Examples of system evolution from simple ordered states to complex ones abound. Organizations, cities, organisms, ecosystems, companies and civilizations, all typically begin with a simple, fairly uniform environment. Generally, there is energy input so that entropy increase and energy combine constructively to increase size and diversity that leads to, for example, political parties, New York City, human beings, rain forests, Exxon and Rome. Yet, in each case, there appears to come a point where further growth and complexity becomes increasingly hard to come by, despite the fact that energy input has not ceased. It seems that, absent an ever increasing energy input, decay inevitably sets in, growth ceases, and systems return to simple, but this time, disordered states. All of this, of course, is why entropy is invoked as the arrow of time. In our model system, these observations correspond to the evolution of incomparability of the macrostates that are present.

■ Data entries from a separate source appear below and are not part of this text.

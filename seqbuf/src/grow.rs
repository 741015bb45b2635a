use std::mem;

use structopt::StructOpt;

use seqbuf_core::{DynArray, Tracking};

use crate::config::Element;
use crate::RunError;

#[derive(StructOpt)]
pub struct GrowOpt {
    /// Number of elements to append
    #[structopt(long, env = "SEQBUF_GROW_COUNT", default_value = "1000")]
    pub count: usize,

    #[structopt(long, env = "SEQBUF_GROW_ELEMENT", default_value = "u64")]
    pub element: Element,

    /// Reserve capacity for this many elements before appending
    #[structopt(long)]
    pub reserve: Option<usize>,
}

pub fn run(opt: GrowOpt) -> Result<(), RunError> {
    match opt.element {
        Element::U8 => grow::<u8>(&opt),
        Element::U32 => grow::<u32>(&opt),
        Element::U64 => grow::<u64>(&opt),
    }
}

fn grow<T: Default>(opt: &GrowOpt) -> Result<(), RunError> {
    let tracker = Tracking::new();
    let mut array = DynArray::<T, _>::new_in(&tracker);

    if let Some(n) = opt.reserve {
        array.reserve(n)?;
    }

    let mut capacity = array.capacity();
    let mut reallocations = 0;

    for _ in 0..opt.count {
        array.push_back_default()?;

        if array.capacity() != capacity {
            reallocations += 1;
            log::info!("len {}: capacity {} -> {}", array.len(), capacity, array.capacity());
            capacity = array.capacity();
        }
    }

    let stats = tracker.stats();

    println!(
        "{} x {} ({} bytes each): capacity {}, {} reallocations",
        array.len(),
        opt.element,
        mem::size_of::<T>(),
        array.capacity(),
        reallocations,
    );
    println!(
        "allocator: {} allocations, {} deallocations, peak {} bytes",
        stats.allocations, stats.deallocations, stats.peak_bytes,
    );

    Ok(())
}
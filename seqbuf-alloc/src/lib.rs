#![no_std]

extern crate alloc;

use core::alloc::Layout;
use core::ptr::NonNull;

use derive_more::Display;

#[cfg(not(any(feature = "fallible", feature = "abort-on-oom")))]
compile_error!("must enable either the fallible or the abort-on-oom feature!");

#[cfg(all(feature = "fallible", feature = "abort-on-oom"))]
compile_error!("fallible and abort-on-oom are mutually exclusive, pick one");

#[cfg(feature = "fallible")]
#[path = "fallible_impl.rs"]
mod impl_;

#[cfg(feature = "abort-on-oom")]
#[path = "abort_impl.rs"]
mod impl_;

pub mod tracking;

pub use impl_::POLICY;
pub use tracking::{AllocStats, Tracking};

#[derive(Debug, Copy, Clone, PartialEq, Eq, Display)]
#[display("allocation of {requested_bytes} bytes (align {align}) failed")]
pub struct AllocError {
    pub requested_bytes: usize,
    pub align: usize,
}

impl AllocError {
    pub fn for_layout(layout: Layout) -> Self {
        AllocError {
            requested_bytes: layout.size(),
            align: layout.align(),
        }
    }
}

impl core::error::Error for AllocError {}

/// What [`Global`] does when the system allocator returns null. Chosen at
/// build time through the `fallible` / `abort-on-oom` features.
#[derive(Debug, Copy, Clone, PartialEq, Eq, Display)]
pub enum FailurePolicy {
    /// Report the failure to the caller as an [`AllocError`].
    #[display("propagate")]
    Propagate,
    /// Log and terminate the process through `handle_alloc_error`.
    #[display("abort")]
    Abort,
}

/// Untyped memory source used by the containers.
///
/// # Safety
///
/// A successful `allocate` must return a block that is valid for reads and
/// writes of `layout.size()` bytes, aligned to `layout.align()`, and that
/// stays valid until it is handed back to `deallocate` with the same layout.
pub unsafe trait RawAlloc {
    /// Allocate a block for `layout`. Callers never ask for zero bytes.
    fn allocate(&self, layout: Layout) -> Result<NonNull<u8>, AllocError>;

    /// Release a block.
    ///
    /// # Safety
    ///
    /// `ptr` must have been returned by `allocate` on this allocator with
    /// the same `layout`, and must not be used afterwards.
    unsafe fn deallocate(&self, ptr: NonNull<u8>, layout: Layout);
}

unsafe impl<A: RawAlloc + ?Sized> RawAlloc for &A {
    fn allocate(&self, layout: Layout) -> Result<NonNull<u8>, AllocError> {
        (**self).allocate(layout)
    }

    unsafe fn deallocate(&self, ptr: NonNull<u8>, layout: Layout) {
        // SAFETY: forwarded contract
        unsafe { (**self).deallocate(ptr, layout) }
    }
}

/// The process-wide system allocator.
#[derive(Debug, Default, Copy, Clone)]
pub struct Global;

#[cfg(test)]
mod tests {
    use super::*;

    #[test]
    fn global_round_trip() {
        let layout = Layout::array::<u64>(16).unwrap();
        let ptr = Global.allocate(layout).unwrap();
        unsafe {
            ptr.as_ptr().write_bytes(0xab, layout.size());
            assert_eq!(*ptr.as_ptr().add(layout.size() - 1), 0xab);
            Global.deallocate(ptr, layout);
        }
    }

    #[test]
    fn reference_forwards_to_allocator() {
        let tracker = Tracking::new();
        let by_ref = &tracker;
        let layout = Layout::new::<u32>();
        let ptr = by_ref.allocate(layout).unwrap();
        assert_eq!(tracker.stats().allocations, 1);
        unsafe { by_ref.deallocate(ptr, layout) };
        assert_eq!(tracker.stats().deallocations, 1);
    }

    #[test]
    fn alloc_error_describes_layout() {
        let err = AllocError::for_layout(Layout::from_size_align(24, 8).unwrap());
        assert_eq!(err.requested_bytes, 24);
        assert_eq!(
            alloc::format!("{err}"),
            "allocation of 24 bytes (align 8) failed"
        );
    }

    #[cfg(feature = "fallible")]
    #[test]
    fn default_policy_propagates() {
        assert_eq!(POLICY, FailurePolicy::Propagate);
        assert_eq!(alloc::format!("{POLICY}"), "propagate");
    }
}
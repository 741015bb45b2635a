use core::cmp::Ordering;
use core::fmt::{self, Debug};
use core::hash::{Hash, Hasher};
use core::iter;
use core::ops::{Deref, DerefMut, Range};
use core::slice;

use seqbuf_alloc::{Global, RawAlloc};
use static_assertions::{assert_eq_size, assert_impl_all, assert_not_impl_any};

use crate::error::{check_index, check_position, SeqError};
use crate::raw::RawStorage;

/// A growable contiguous array over a [`RawAlloc`].
///
/// Every operation that can allocate returns a `Result`; on error the array
/// is unchanged. Growth at least doubles the capacity, so appending runs in
/// amortized constant time. Copying is explicit through
/// [`try_clone`](DynArray::try_clone).
pub struct DynArray<T, A: RawAlloc = Global> {
    raw: RawStorage<T, A>,
}

assert_impl_all!(DynArray<u32>: Send, Sync);
assert_not_impl_any!(DynArray<u32>: Clone, Copy);
assert_eq_size!(DynArray<u8>, [usize; 3]);

impl<T> DynArray<T> {
    pub const fn new() -> Self {
        Self::new_in(Global)
    }

    pub fn with_len(len: usize) -> Result<Self, SeqError>
    where
        T: Default,
    {
        Self::with_len_in(len, Global)
    }

    pub fn from_elem(len: usize, value: &T) -> Result<Self, SeqError>
    where
        T: Clone,
    {
        Self::from_elem_in(len, value, Global)
    }

    pub fn from_slice(values: &[T]) -> Result<Self, SeqError>
    where
        T: Clone,
    {
        Self::from_slice_in(values, Global)
    }

    pub fn try_from_iter<I>(iter: I) -> Result<Self, SeqError>
    where
        I: IntoIterator<Item = T>,
        I::IntoIter: ExactSizeIterator,
    {
        Self::try_from_iter_in(iter, Global)
    }
}

impl<T, A: RawAlloc> DynArray<T, A> {
    pub const fn new_in(alloc: A) -> Self {
        DynArray { raw: RawStorage::new_in(alloc) }
    }

    pub fn with_len_in(len: usize, alloc: A) -> Result<Self, SeqError>
    where
        T: Default,
    {
        Self::build_in(len, alloc, iter::repeat_with(T::default))
    }

    pub fn from_elem_in(len: usize, value: &T, alloc: A) -> Result<Self, SeqError>
    where
        T: Clone,
    {
        Self::build_in(len, alloc, iter::repeat_with(|| value.clone()))
    }

    pub fn from_slice_in(values: &[T], alloc: A) -> Result<Self, SeqError>
    where
        T: Clone,
    {
        Self::build_in(values.len(), alloc, values.iter().cloned())
    }

    /// Collect an iterator of known length. Capacity is exactly the
    /// reported length; extra items are not consumed.
    pub fn try_from_iter_in<I>(iter: I, alloc: A) -> Result<Self, SeqError>
    where
        I: IntoIterator<Item = T>,
        I::IntoIter: ExactSizeIterator,
    {
        let iter = iter.into_iter();
        Self::build_in(iter.len(), alloc, iter)
    }

    /// Element-wise copy into a fresh block sized exactly to the length.
    pub fn try_clone(&self) -> Result<Self, SeqError>
    where
        T: Clone,
        A: Clone,
    {
        Self::from_slice_in(self, self.raw.allocator().clone())
    }

    fn build_in<I>(cap: usize, alloc: A, values: I) -> Result<Self, SeqError>
    where
        I: Iterator<Item = T>,
    {
        let mut raw = RawStorage::with_capacity_in(cap, alloc)?;
        raw.extend_within_capacity(values);
        Ok(DynArray { raw })
    }

    pub fn max_len() -> usize {
        RawStorage::<T, A>::max_len()
    }

    pub fn len(&self) -> usize {
        self.raw.len()
    }

    pub fn is_empty(&self) -> bool {
        self.raw.is_empty()
    }

    pub fn capacity(&self) -> usize {
        self.raw.capacity()
    }

    pub fn allocator(&self) -> &A {
        self.raw.allocator()
    }

    pub fn as_slice(&self) -> &[T] {
        self.raw.as_slice()
    }

    pub fn as_mut_slice(&mut self) -> &mut [T] {
        self.raw.as_mut_slice()
    }

    pub fn as_ptr(&self) -> *const T {
        self.raw.as_ptr()
    }

    pub fn front(&self) -> Option<&T> {
        self.as_slice().first()
    }

    pub fn back(&self) -> Option<&T> {
        self.as_slice().last()
    }

    pub fn front_mut(&mut self) -> Option<&mut T> {
        self.as_mut_slice().first_mut()
    }

    pub fn back_mut(&mut self) -> Option<&mut T> {
        self.as_mut_slice().last_mut()
    }

    pub fn at(&self, idx: usize) -> Result<&T, SeqError> {
        let len = self.len();
        self.as_slice().get(idx).ok_or(SeqError::OutOfRange { pos: idx, len })
    }

    pub fn at_mut(&mut self, idx: usize) -> Result<&mut T, SeqError> {
        let len = self.len();
        self.as_mut_slice().get_mut(idx).ok_or(SeqError::OutOfRange { pos: idx, len })
    }

    /// Make the capacity at least `n`, allocating exactly `n` if it is not.
    pub fn reserve(&mut self, n: usize) -> Result<(), SeqError> {
        if n <= self.capacity() {
            return Ok(());
        }

        log::debug!("array reserve: capacity {} -> {}", self.capacity(), n);
        self.raw.relocate(n)
    }

    pub fn shrink_to_fit(&mut self) -> Result<(), SeqError> {
        let len = self.len();
        self.raw.relocate(len)
    }

    pub fn push_back(&mut self, value: T) -> Result<(), SeqError> {
        if let Err(value) = self.raw.push_within_capacity(value) {
            let end = self.len();
            let mut gap = self.raw.open_gap(end, 1, 0)?;
            gap.push(value);
            gap.commit();
        }
        Ok(())
    }

    pub fn push_back_default(&mut self) -> Result<(), SeqError>
    where
        T: Default,
    {
        self.push_back(T::default())
    }

    pub fn pop_back(&mut self) -> Option<T> {
        self.raw.pop()
    }

    /// Insert `value` before `pos`, returning the position it landed at.
    pub fn insert(&mut self, pos: usize, value: T) -> Result<usize, SeqError> {
        check_position(pos, self.len())?;

        let mut gap = self.raw.open_gap(pos, 1, 0)?;
        gap.push(value);
        gap.commit();
        Ok(pos)
    }

    pub fn insert_default(&mut self, pos: usize) -> Result<usize, SeqError>
    where
        T: Default,
    {
        self.insert(pos, T::default())
    }

    /// Insert `n` clones of `value` before `pos`.
    pub fn insert_n(&mut self, pos: usize, n: usize, value: &T) -> Result<(), SeqError>
    where
        T: Clone,
    {
        self.insert_with(pos, n, iter::repeat_with(|| value.clone()))
    }

    pub fn insert_slice(&mut self, pos: usize, values: &[T]) -> Result<(), SeqError>
    where
        T: Clone,
    {
        self.insert_with(pos, values.len(), values.iter().cloned())
    }

    /// Insert the items of an iterator of known length before `pos`. An
    /// iterator that yields fewer items than it reported inserts what it
    /// yields; extra items are not consumed.
    pub fn insert_iter<I>(&mut self, pos: usize, iter: I) -> Result<(), SeqError>
    where
        I: IntoIterator<Item = T>,
        I::IntoIter: ExactSizeIterator,
    {
        let iter = iter.into_iter();
        self.insert_with(pos, iter.len(), iter)
    }

    pub fn extend_from_slice(&mut self, values: &[T]) -> Result<(), SeqError>
    where
        T: Clone,
    {
        let end = self.len();
        self.insert_slice(end, values)
    }

    fn insert_with<I>(&mut self, pos: usize, count: usize, values: I) -> Result<(), SeqError>
    where
        I: Iterator<Item = T>,
    {
        check_position(pos, self.len())?;
        if count == 0 {
            return Ok(());
        }

        let mut gap = self.raw.open_gap(pos, count, 0)?;
        gap.extend(values);
        gap.commit();
        Ok(())
    }

    /// Remove and return the element at `pos`.
    pub fn erase(&mut self, pos: usize) -> Result<T, SeqError> {
        check_index(pos, self.len())?;
        Ok(self.raw.remove(pos))
    }

    pub fn erase_range(&mut self, range: Range<usize>) -> Result<(), SeqError> {
        let len = self.len();
        check_position(range.end, len)?;
        check_position(range.start, range.end)?;
        self.raw.remove_range(range.start, range.end);
        Ok(())
    }

    pub fn truncate(&mut self, len: usize) {
        self.raw.truncate(len);
    }

    /// Destroy every element. Capacity is kept.
    pub fn clear(&mut self) {
        self.raw.truncate(0);
    }

    pub fn resize(&mut self, len: usize, value: &T) -> Result<(), SeqError>
    where
        T: Clone,
    {
        self.resize_with(len, || value.clone())
    }

    pub fn resize_default(&mut self, len: usize) -> Result<(), SeqError>
    where
        T: Default,
    {
        self.resize_with(len, T::default)
    }

    fn resize_with<F>(&mut self, len: usize, make: F) -> Result<(), SeqError>
    where
        F: FnMut() -> T,
    {
        let current = self.len();
        if len <= current {
            self.raw.truncate(len);
            return Ok(());
        }

        self.insert_with(current, len - current, iter::repeat_with(make))
    }

    /// Replace the contents with clones of `values`.
    ///
    /// When the capacity suffices, existing elements are assigned over and
    /// the block is kept. Otherwise the new contents are built in a block of
    /// exactly `values.len()` and the old block is released only once that
    /// succeeded.
    pub fn assign_slice(&mut self, values: &[T]) -> Result<(), SeqError>
    where
        T: Clone,
    {
        if values.len() > self.capacity() {
            return self.raw.rebuild(values.len(), |fresh| {
                fresh.extend_within_capacity(values.iter().cloned())
            });
        }

        let common = values.len().min(self.len());
        self.as_mut_slice()[..common].clone_from_slice(&values[..common]);

        if values.len() < self.len() {
            self.raw.truncate(values.len());
        } else {
            self.raw.extend_within_capacity(values[common..].iter().cloned());
        }

        Ok(())
    }

    /// Replace the contents with `n` clones of `value`, in place when the
    /// capacity suffices.
    pub fn assign_n(&mut self, n: usize, value: &T) -> Result<(), SeqError>
    where
        T: Clone,
    {
        if n > self.capacity() {
            return self.raw.rebuild(n, |fresh| {
                fresh.extend_within_capacity(iter::repeat_with(|| value.clone()))
            });
        }

        let common = n.min(self.len());
        for slot in &mut self.as_mut_slice()[..common] {
            slot.clone_from(value);
        }

        if n < self.len() {
            self.raw.truncate(n);
        } else {
            self.raw.extend_within_capacity(iter::repeat_with(|| value.clone()).take(n - common));
        }

        Ok(())
    }

    /// Exchange contents, capacities and allocators. Never allocates.
    pub fn swap(&mut self, other: &mut Self) {
        self.raw.swap(&mut other.raw);
    }
}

From Norway to Italy and from France to Greece, one finds (in the European context) popular prints in which a tiered bridge represents the Scale of Life or Stages of life. In Figure 6, we see a simple baby, not very different from other babies, beginning life. As children, differences become more apparent and there is an increase of incomparability among them, which continues to increase until middle age. At that stage of life, people are often labeled as: lawyers, doctors, mechanics, mothers, computer programmers, bowlers, football players, etc. It is then when they are most incomparable with one another. However, as people age and retire, even though their histories continue to diverge, their incomparability with one another seems to decrease, until at extremely old age and death, we again find a high degree of comparability. We regard incomparability as a fundamental characteristic of macrostates, which emerges only when one considers these states as being partially ordered [25]. More generally, attention to partial orders that are present in complex systems has enormous potential for future advances in many fields.

Finally, we list several challenges that arise as the result of the view taken here that mixing character is the fundamental property of macrostates in the microcanonical ensemble that determines spontaneity in isolated systems. First, we found in Section 6 that the frequencies with which macrostates occur in an ensemble of trajectories are drastically different. Some macrostates occur in a vanishingly small number of trajectories, while others occur with much higher frequency. Thus it is important to characterize the relationship of the macrostate’s mixing character to its occurrence frequency. Second, it is interesting that the union of entities defined by the sets of macrostates incomparable with those visited on any trajectory must contain every macrostate. This is a topic of ongoing research. Also, our assumption of equal transition probabilities between macrostates on the lattices, while consistent with common practice, is ad-hoc. Introduction of a transition probability based on the difference of the Boltzmann entropies of the neighboring macrostates (or other criteria) might lead to intermediate cases between mixing and diversity (i.e., the transitions may be weighted according to the entropy change during the transition or other factors). Finally, the complexity measure proposed here should be studied further to clarify the conjectures above and to explore in more detail the relationship to other complexity measures.